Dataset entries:
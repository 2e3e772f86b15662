use std::sync::Arc;

use chrono::Utc;
use uuid::Uuid;

use crate::booking::domain::{CounselorProfile, CounselorRecord};
use crate::store::{CounselStore, Entity, StoreError};

use super::jwt::JwtKeys;
use super::password::{hash_password, verify_password};
use super::AuthError;

/// Counselor account management and login.
pub struct AuthService<S> {
    store: Arc<S>,
    keys: JwtKeys,
    hasher: fn(&str) -> String,
}

/// A successful login: the bearer token plus the counselor it identifies.
#[derive(Debug, Clone)]
pub struct LoginOutcome {
    pub token: String,
    pub counselor: CounselorProfile,
}

#[derive(Debug, Clone)]
pub struct NewCounselor {
    pub full_name: String,
    pub email: String,
    pub employee_id: String,
    pub specialization: String,
    pub password: String,
}

impl<S> AuthService<S>
where
    S: CounselStore + 'static,
{
    pub fn new(store: Arc<S>, keys: JwtKeys) -> Self {
        Self {
            store,
            keys,
            hasher: hash_password,
        }
    }

    /// Tests swap in a cheap hasher; the verify path reads the iteration
    /// count out of the stored hash either way.
    #[cfg(test)]
    pub(crate) fn with_hasher(store: Arc<S>, keys: JwtKeys, hasher: fn(&str) -> String) -> Self {
        Self {
            store,
            keys,
            hasher,
        }
    }

    pub fn keys(&self) -> JwtKeys {
        self.keys.clone()
    }

    /// Verify credentials and issue a session token. Unknown email and wrong
    /// password collapse into one error so login probes learn nothing.
    pub fn login(&self, email: &str, password: &str) -> Result<LoginOutcome, AuthError> {
        let counselor = self
            .store
            .fetch_counselor_by_email(email)
            .map_err(AuthError::Store)?
            .ok_or(AuthError::InvalidCredentials)?;
        if !verify_password(password, &counselor.password_hash) {
            return Err(AuthError::InvalidCredentials);
        }
        let token = self.keys.issue(&counselor.counselor_id, &counselor.email)?;
        tracing::info!(counselor_id = %counselor.counselor_id, "counselor logged in");
        Ok(LoginOutcome {
            token,
            counselor: counselor.profile(),
        })
    }

    pub fn create_counselor(&self, new: NewCounselor) -> Result<CounselorProfile, AuthError> {
        let record = CounselorRecord {
            counselor_id: Uuid::new_v4().to_string(),
            full_name: new.full_name,
            email: new.email,
            employee_id: new.employee_id,
            specialization: new.specialization,
            password_hash: (self.hasher)(&new.password),
            created_at: Utc::now(),
        };
        self.store
            .insert_counselor(&record)
            .map_err(AuthError::Store)?;
        tracing::info!(counselor_id = %record.counselor_id, "counselor account created");
        Ok(record.profile())
    }

    pub fn list_counselors(&self) -> Result<Vec<CounselorProfile>, AuthError> {
        let counselors = self.store.list_counselors().map_err(AuthError::Store)?;
        Ok(counselors.iter().map(CounselorRecord::profile).collect())
    }

    pub fn delete_counselor(&self, counselor_id: &str) -> Result<(), AuthError> {
        self.store
            .fetch_counselor(counselor_id)
            .map_err(AuthError::Store)?
            .ok_or(AuthError::Store(StoreError::NotFound(Entity::Counselor)))?;
        self.store
            .delete_counselor(counselor_id)
            .map_err(AuthError::Store)
    }
}

#[cfg(test)]
mod tests {
    use super::*;
    use crate::store::{ConflictKind, MemoryStore};

    fn service() -> AuthService<MemoryStore> {
        AuthService::with_hasher(
            Arc::new(MemoryStore::new()),
            JwtKeys::new("test-secret", 60),
            |password| crate::auth::password::hash_with_iterations(password, 1_000),
        )
    }

    fn new_counselor(email: &str) -> NewCounselor {
        NewCounselor {
            full_name: "Ana Reyes".to_string(),
            email: email.to_string(),
            employee_id: "EMP-7".to_string(),
            specialization: "Anxiety".to_string(),
            password: "correct horse".to_string(),
        }
    }

    #[test]
    fn created_counselor_can_log_in() {
        let service = service();
        let profile = service
            .create_counselor(new_counselor("ana@example.com"))
            .expect("account created");

        let outcome = service
            .login("ana@example.com", "correct horse")
            .expect("login succeeds");
        assert_eq!(outcome.counselor.counselor_id, profile.counselor_id);

        let claims = service.keys().verify(&outcome.token).expect("token valid");
        assert_eq!(claims.sub, profile.counselor_id);
    }

    #[test]
    fn wrong_password_and_unknown_email_are_indistinguishable() {
        let service = service();
        service
            .create_counselor(new_counselor("ana@example.com"))
            .expect("account created");

        let wrong_password = service.login("ana@example.com", "incorrect");
        let unknown_email = service.login("nobody@example.com", "correct horse");
        assert!(matches!(wrong_password, Err(AuthError::InvalidCredentials)));
        assert!(matches!(unknown_email, Err(AuthError::InvalidCredentials)));
    }

    #[test]
    fn duplicate_email_is_a_conflict() {
        let service = service();
        service
            .create_counselor(new_counselor("ana@example.com"))
            .expect("account created");
        let duplicate = service.create_counselor(new_counselor("ana@example.com"));
        assert!(matches!(
            duplicate,
            Err(AuthError::Store(StoreError::Conflict(
                ConflictKind::EmailTaken
            )))
        ));
    }
}
//! Durable store backed by SQLite.
//!
//! A single connection guarded by a mutex, with the schema applied through
//! embedded versioned migrations. Writes that must be indivisible (slot
//! claiming, guarded deletes) run inside immediate transactions so the
//! check-then-write sequence is atomic even when several server processes
//! share the database file. Transient busy/locked failures are retried with
//! linear backoff before being surfaced as `Unavailable`.

use std::collections::BTreeMap;
use std::path::Path;
use std::sync::{Mutex, MutexGuard};
use std::time::Duration;

use chrono::{DateTime, NaiveDate, NaiveTime, SecondsFormat, Utc};
use rusqlite::{params, Connection, ErrorCode, OptionalExtension, ToSql, TransactionBehavior};

use crate::assessment::domain::{AnalyticsSummary, SubmissionRecord, SubmissionSummary};
use crate::assessment::scoring::StressLevel;
use crate::booking::domain::{
    AppointmentDetail, AppointmentStatus, AppointmentStatusView, AvailableSlot, BookedAppointment,
    ClientDetails, CounselorAppointment, CounselorAvailability, CounselorRecord, DashboardStats,
    SlotClaim, SlotOverview, SlotRecord,
};

use super::{ConflictKind, CounselStore, Entity, StoreError};

const MAX_RETRIES: u32 = 3;
const RETRY_BASE_DELAY: Duration = Duration::from_millis(100);

pub struct SqliteStore {
    conn: Mutex<Connection>,
}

## WORK INSTRUCTIONS
Make a list of all lines in the data that contain "issue".

## EXERCISE ANSWER
    /// Verify credentials and issue a session token. Unknown email and wrong
        let token = self.keys.issue(&counselor.counselor_id, &counselor.email)?;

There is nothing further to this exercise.